* **Instructions for the task**
Write only the number of lines in the entries below that contain the word "hand".
------ Data
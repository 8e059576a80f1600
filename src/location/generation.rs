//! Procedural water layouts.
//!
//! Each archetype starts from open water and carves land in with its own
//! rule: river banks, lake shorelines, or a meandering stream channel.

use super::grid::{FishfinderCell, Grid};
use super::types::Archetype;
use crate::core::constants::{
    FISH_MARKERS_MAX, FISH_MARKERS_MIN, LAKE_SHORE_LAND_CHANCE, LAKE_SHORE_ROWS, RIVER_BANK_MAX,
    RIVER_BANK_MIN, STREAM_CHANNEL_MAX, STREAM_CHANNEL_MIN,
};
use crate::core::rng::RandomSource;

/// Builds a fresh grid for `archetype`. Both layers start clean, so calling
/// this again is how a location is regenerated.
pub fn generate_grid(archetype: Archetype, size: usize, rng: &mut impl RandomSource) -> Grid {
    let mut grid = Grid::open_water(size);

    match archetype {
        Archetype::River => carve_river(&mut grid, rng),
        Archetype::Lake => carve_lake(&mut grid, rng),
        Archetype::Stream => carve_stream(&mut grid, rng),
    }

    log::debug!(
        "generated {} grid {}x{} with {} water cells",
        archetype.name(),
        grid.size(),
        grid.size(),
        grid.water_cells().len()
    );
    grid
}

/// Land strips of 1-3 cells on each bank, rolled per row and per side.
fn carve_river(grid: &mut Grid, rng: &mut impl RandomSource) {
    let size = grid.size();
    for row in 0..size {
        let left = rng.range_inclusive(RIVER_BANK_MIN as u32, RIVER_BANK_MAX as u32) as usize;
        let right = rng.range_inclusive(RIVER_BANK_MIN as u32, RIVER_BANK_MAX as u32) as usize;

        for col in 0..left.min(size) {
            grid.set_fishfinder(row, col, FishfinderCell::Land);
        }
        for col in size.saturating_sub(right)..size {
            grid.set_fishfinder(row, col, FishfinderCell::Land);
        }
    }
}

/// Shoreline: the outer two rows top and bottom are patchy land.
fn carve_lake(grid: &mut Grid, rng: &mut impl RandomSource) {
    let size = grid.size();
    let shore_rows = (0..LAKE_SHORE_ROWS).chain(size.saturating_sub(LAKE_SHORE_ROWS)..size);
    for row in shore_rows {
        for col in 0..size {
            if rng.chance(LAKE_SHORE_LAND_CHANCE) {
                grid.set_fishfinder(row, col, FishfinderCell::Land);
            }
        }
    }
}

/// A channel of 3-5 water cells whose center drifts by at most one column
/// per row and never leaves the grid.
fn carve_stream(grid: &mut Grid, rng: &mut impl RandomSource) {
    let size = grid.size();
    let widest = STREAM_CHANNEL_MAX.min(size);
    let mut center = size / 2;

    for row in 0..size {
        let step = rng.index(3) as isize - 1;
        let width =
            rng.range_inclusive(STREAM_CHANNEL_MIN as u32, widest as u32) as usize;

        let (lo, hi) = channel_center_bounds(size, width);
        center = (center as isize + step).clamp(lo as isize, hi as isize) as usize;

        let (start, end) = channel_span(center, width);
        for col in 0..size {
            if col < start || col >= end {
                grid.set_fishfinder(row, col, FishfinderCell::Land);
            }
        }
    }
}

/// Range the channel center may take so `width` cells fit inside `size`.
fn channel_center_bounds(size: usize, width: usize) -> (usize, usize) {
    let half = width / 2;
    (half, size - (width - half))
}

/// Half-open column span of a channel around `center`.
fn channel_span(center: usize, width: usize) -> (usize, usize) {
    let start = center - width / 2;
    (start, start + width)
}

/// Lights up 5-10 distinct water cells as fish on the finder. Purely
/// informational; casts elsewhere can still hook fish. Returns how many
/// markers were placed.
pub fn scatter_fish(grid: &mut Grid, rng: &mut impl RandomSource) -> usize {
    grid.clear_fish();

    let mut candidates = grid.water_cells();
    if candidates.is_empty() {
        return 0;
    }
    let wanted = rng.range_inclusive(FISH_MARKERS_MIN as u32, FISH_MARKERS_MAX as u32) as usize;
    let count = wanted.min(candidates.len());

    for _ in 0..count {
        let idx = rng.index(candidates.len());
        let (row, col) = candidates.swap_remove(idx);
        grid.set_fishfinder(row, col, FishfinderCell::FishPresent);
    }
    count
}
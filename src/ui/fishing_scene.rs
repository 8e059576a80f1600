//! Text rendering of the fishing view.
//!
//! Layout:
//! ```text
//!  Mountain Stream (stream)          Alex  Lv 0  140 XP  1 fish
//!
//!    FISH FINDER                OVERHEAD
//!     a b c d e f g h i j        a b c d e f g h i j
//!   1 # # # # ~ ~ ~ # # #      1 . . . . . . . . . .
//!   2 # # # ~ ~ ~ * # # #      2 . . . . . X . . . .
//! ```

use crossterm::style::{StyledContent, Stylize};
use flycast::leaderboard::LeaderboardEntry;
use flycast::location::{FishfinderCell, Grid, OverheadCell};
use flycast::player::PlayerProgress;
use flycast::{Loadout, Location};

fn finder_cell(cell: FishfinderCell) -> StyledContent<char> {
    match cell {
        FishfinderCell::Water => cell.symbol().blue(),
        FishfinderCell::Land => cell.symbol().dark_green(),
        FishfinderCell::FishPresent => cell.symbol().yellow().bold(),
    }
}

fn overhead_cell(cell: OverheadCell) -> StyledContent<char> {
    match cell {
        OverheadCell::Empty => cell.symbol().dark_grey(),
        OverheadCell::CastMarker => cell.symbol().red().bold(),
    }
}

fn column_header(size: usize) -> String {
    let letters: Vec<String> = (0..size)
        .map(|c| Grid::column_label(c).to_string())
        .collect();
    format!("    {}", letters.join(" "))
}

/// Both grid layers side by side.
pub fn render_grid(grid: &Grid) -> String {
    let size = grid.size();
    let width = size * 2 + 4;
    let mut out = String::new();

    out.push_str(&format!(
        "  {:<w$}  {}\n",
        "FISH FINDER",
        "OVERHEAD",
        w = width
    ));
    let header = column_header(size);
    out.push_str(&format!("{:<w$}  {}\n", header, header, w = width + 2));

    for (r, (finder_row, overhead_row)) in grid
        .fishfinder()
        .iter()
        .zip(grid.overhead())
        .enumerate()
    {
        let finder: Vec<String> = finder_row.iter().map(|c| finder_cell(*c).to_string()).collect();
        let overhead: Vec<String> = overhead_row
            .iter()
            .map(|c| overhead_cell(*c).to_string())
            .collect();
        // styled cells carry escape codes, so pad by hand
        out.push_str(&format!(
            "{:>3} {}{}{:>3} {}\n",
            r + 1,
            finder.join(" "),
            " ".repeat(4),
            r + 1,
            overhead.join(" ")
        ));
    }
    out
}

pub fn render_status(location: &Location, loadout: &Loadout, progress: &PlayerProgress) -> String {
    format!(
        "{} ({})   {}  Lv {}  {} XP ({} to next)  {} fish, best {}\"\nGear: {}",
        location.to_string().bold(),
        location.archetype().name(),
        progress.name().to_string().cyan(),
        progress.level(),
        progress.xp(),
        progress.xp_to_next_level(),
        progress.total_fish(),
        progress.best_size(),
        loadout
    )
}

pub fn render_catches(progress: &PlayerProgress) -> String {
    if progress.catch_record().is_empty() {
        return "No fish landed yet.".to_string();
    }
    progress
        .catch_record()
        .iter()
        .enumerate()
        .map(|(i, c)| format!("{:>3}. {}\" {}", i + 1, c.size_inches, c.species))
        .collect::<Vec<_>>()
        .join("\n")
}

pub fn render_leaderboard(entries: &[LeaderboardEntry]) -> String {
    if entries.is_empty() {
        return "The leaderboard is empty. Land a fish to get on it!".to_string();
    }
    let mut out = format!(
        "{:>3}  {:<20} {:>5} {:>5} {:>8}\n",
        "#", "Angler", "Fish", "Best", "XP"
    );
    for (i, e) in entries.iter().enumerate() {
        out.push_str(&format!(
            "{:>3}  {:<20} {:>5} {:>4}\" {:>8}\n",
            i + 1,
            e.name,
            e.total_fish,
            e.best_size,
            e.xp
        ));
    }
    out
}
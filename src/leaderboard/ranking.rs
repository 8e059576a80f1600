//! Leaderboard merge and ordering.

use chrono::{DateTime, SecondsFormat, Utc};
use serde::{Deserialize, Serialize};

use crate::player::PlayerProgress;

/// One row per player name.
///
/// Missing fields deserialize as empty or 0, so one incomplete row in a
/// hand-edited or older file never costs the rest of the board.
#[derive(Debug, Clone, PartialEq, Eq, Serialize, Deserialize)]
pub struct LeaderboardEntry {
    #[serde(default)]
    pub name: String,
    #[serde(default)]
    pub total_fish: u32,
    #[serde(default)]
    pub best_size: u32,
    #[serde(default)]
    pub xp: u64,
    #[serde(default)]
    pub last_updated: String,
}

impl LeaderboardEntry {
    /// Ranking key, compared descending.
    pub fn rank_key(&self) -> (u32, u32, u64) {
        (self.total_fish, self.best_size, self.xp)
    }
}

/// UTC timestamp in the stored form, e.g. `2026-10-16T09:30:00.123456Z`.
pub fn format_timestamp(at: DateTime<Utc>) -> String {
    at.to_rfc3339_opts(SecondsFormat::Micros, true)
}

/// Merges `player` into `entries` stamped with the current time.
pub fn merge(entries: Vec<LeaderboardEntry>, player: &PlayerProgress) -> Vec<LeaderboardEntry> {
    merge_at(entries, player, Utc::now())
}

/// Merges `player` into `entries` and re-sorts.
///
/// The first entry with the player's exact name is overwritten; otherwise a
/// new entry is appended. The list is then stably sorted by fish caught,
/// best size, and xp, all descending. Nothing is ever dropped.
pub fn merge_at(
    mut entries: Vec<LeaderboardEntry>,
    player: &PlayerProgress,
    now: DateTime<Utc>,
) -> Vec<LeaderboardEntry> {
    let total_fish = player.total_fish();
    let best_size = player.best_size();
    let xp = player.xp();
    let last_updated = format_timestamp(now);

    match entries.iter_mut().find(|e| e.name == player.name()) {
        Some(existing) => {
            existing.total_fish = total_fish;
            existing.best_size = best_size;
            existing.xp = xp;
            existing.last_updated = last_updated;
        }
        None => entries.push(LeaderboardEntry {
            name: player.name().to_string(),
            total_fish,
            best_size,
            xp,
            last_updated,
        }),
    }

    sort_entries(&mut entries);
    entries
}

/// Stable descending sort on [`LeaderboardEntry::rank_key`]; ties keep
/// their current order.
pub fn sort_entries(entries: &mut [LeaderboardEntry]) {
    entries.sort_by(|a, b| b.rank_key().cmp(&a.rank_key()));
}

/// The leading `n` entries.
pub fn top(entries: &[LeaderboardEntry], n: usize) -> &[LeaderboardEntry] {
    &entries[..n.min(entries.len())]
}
------------
* **Output of the exercise**
2